O Encontro de Governadores do Brasil acabou, mas continua rendendo. Depois da colunista Andreza Matais, do Estadão, destacar as alfinetadas de Tião Viana durante discurso, o colunista Sérgio Pires falou sobre a inutilidade do evento.
Sérgio é colaborador do Gente de Opinião, atua na SIC TV, onde apresenta aos sábados o programa Direto ao Ponto, e diariamente o “Papo de Redação” na rádio Parecis FM em Rondônia. Para ele, que escreveu sobre o assunto em uma coluna, o evento foi rodeado de “conversa, discurso, papo antigo, mas, de ações práticas, muito pouco”.
Encontro reuniu diversas autoridades no Acre/Foto: Reprodução
“Já se sabe qual é o problema; quais suas causas e as formas para combater o crime. O que não existe é um plano real de ação e muito menos dinheiro para realizá-lo. O governo do Acre, contudo, pediu 13 milhões da União para cuidar das fronteiras. Com um projeto isolado, é claro que isso não resolve”.

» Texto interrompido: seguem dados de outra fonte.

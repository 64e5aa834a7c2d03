use clap::{Arg, ArgAction, Command};

pub const RESOLVE_CMD: &str = "resolve";
pub const DEFAULT_FILE_EXT: &str = ".fna";

pub fn create_resolve_cli() -> Command {
    Command::new(RESOLVE_CMD)
        .author("Databio")
        .about("Calculate ANI between query and reference genomes, computing only pairs missing from the cache")
        .arg(
            Arg::new("query")
                .long("query")
                .short('q')
                .required(true)
                .help("Directory of query genomes, or a file listing one genome path per line"),
        )
        .arg(
            Arg::new("reference")
                .long("reference")
                .short('r')
                .required(true)
                .help("Directory of reference genomes, or a file listing one genome path per line"),
        )
        .arg(
            Arg::new("output-dir")
                .long("output-dir")
                .short('o')
                .required(true)
                .help("Directory for ani_af.tsv (and the matrices for all-vs-all runs)"),
        )
        .arg(
            Arg::new("file-ext")
                .long("file-ext")
                .short('x')
                .default_value(DEFAULT_FILE_EXT)
                .help("Extension of genome files when an input is a directory"),
        )
        .arg(
            Arg::new("validate")
                .long("validate")
                .action(ArgAction::SetTrue)
                .help("Check that every listed genome file exists before starting"),
        )
        .arg(
            Arg::new("ref-to-query")
                .long("ref-to-query")
                .action(ArgAction::SetTrue)
                .help("Also compare every reference against every query"),
        )
        .arg(
            Arg::new("db")
                .long("db")
                .short('d')
                .help("Cache store path [default: $ANICACHE_DB or ~/.anicache/ani_cache.db]"),
        )
        .arg(
            Arg::new("config")
                .long("config")
                .short('c')
                .help("TOML file with comparison settings"),
        )
        .arg(
            Arg::new("kmer-size")
                .long("kmer-size")
                .short('k')
                .value_parser(clap::value_parser!(u32))
                .help("k-mer size passed to fastANI"),
        )
        .arg(
            Arg::new("frag-len")
                .long("frag-len")
                .value_parser(clap::value_parser!(u32))
                .help("Fragment length passed to fastANI"),
        )
        .arg(
            Arg::new("min-fraction")
                .long("min-fraction")
                .value_parser(clap::value_parser!(f64))
                .help("Minimum shared genome fraction passed to fastANI"),
        )
        .arg(
            Arg::new("tool-version")
                .long("tool-version")
                .help("Record results under this tool version instead of the detected one"),
        )
        .arg(
            Arg::new("symmetric")
                .long("symmetric")
                .action(ArgAction::SetTrue)
                .help("Treat A vs B and B vs A as the same comparison"),
        )
        .arg(
            Arg::new("threads")
                .long("threads")
                .short('t')
                .value_parser(clap::value_parser!(usize))
                .default_value("0")
                .help("Number of worker threads (0 = all cores)"),
        )
        .arg(
            Arg::new("batch-size")
                .long("batch-size")
                .value_parser(clap::value_parser!(usize))
                .default_value("100")
                .help("Commit newly computed results every this many pairs"),
        )
        .arg(
            Arg::new("quiet")
                .long("quiet")
                .action(ArgAction::SetTrue)
                .help("Don't show a progress bar"),
        )
}
//! Canonicalising FASTA reader.
//!
//! Each record is reduced to the digest of its residues only: header text,
//! line wrapping, surrounding whitespace and letter case are dropped before
//! hashing. Records with no residues are skipped.

use sha2::{Digest, Sha512};
use std::io::BufRead;

use crate::algorithms::finalize_t24u;

/// IUPAC nucleotide codes (upper case) accepted in genome sequences.
const NUCLEOTIDE_CODES: &[u8] = b"ACGTUNRYSWKMBDHV";

/// Digest and length of one canonicalised sequence record.
#[derive(Debug, Clone, PartialEq, Eq, PartialOrd, Ord)]
pub struct SequenceDigest {
    pub sha512t24u: String,
    pub length: usize,
}

struct RecordState {
    hasher: Sha512,
    length: usize,
}

impl RecordState {
    fn new() -> Self {
        RecordState {
            hasher: Sha512::new(),
            length: 0,
        }
    }

    fn finish(&mut self, out: &mut Vec<SequenceDigest>) {
        if self.length > 0 {
            out.push(SequenceDigest {
                sha512t24u: finalize_t24u(&mut self.hasher),
                length: self.length,
            });
        } else {
            self.hasher.reset();
        }
        self.length = 0;
    }
}

///
/// Read a FASTA stream and return one digest per non-empty record, in file
/// order.
///
/// Errors are returned as a human readable reason; the caller attaches the
/// genome label.
///
/// # Arguments
///
/// - reader: FASTA content, already decompressed
///
pub fn digest_sequences<R: BufRead>(mut reader: R) -> Result<Vec<SequenceDigest>, String> {
    let mut results = Vec::new();
    let mut state = RecordState::new();
    let mut in_record = false;
    let mut line = Vec::new();
    let mut line_no = 0usize;
    let mut upper = Vec::new();

    loop {
        line.clear();
        let bytes_read = reader
            .read_until(b'\n', &mut line)
            .map_err(|e| format!("read error: {}", e))?;
        if bytes_read == 0 {
            break;
        }
        line_no += 1;

        let trimmed = line.trim_ascii();
        if trimmed.is_empty() || trimmed[0] == b';' {
            continue;
        }

        if trimmed[0] == b'>' {
            if in_record {
                state.finish(&mut results);
            }
            in_record = true;
            continue;
        }

        if !in_record {
            return Err(format!(
                "line {}: sequence data before the first '>' header; not FASTA",
                line_no
            ));
        }

        upper.clear();
        for &b in trimmed {
            if b.is_ascii_whitespace() {
                continue;
            }
            let c = b.to_ascii_uppercase();
            if !NUCLEOTIDE_CODES.contains(&c) {
                return Err(format!(
                    "line {}: invalid nucleotide symbol {:?}",
                    line_no,
                    char::from(b)
                ));
            }
            upper.push(c);
        }
        state.hasher.update(&upper);
        state.length += upper.len();
    }

    if in_record {
        state.finish(&mut results);
    }

    if results.is_empty() {
        return Err("no sequence records found".to_string());
    }

    Ok(results)
}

Em determinado trecho, Sérgio indaga: “Quando, então, teremos uma ação efetiva (e não discurso) de combate ao tráfico de drogas e contrabando de armas nas nossas fronteiras abandonadas?”.
Veja, na íntegra, a nota:
O problema é nas fronteiras, mas os governadores da região norte pediram dinheiro foi para construir mais presídios. Na Carta do Acre, depois da reunião dos noves governadores do norte e outros 13 de vários outros Estados, foi pedida a liberação de 900 milhões de reais para o fortalecimento do sistema penitenciário. Essa questão é importante, claro, mas o destaque maior, o das fronteiras desguarnecidas, ficou aparentemente num segundo plano. O presidente Temer, que não compareceu ao encontro, conforme agendado, pela crise na uretra, que o levou a uma cirurgia, enviou mensagem Governadores, garantindo apoio federal para a luta contra o crime organizado e destacando a necessidade de controle de fronteiras. Ou seja, conversa, discurso, papo antigo, mas, de ações práticas, muito pouco. Já se sabe qual é o problema; quais suas causas e as formas para combater o crime. O que não existe é um plano real de ação e muito menos dinheiro para realizá-lo. O governo do Acre, contudo, pediu 13 milhões da União para cuidar das fronteiras. Com um projeto isolado, é claro que isso não resolve. Quando, então, teremos uma ação efetiva (e não discurso) de combate ao tráfico de drogas e contrabando de armas nas nossas fronteiras abandonadas?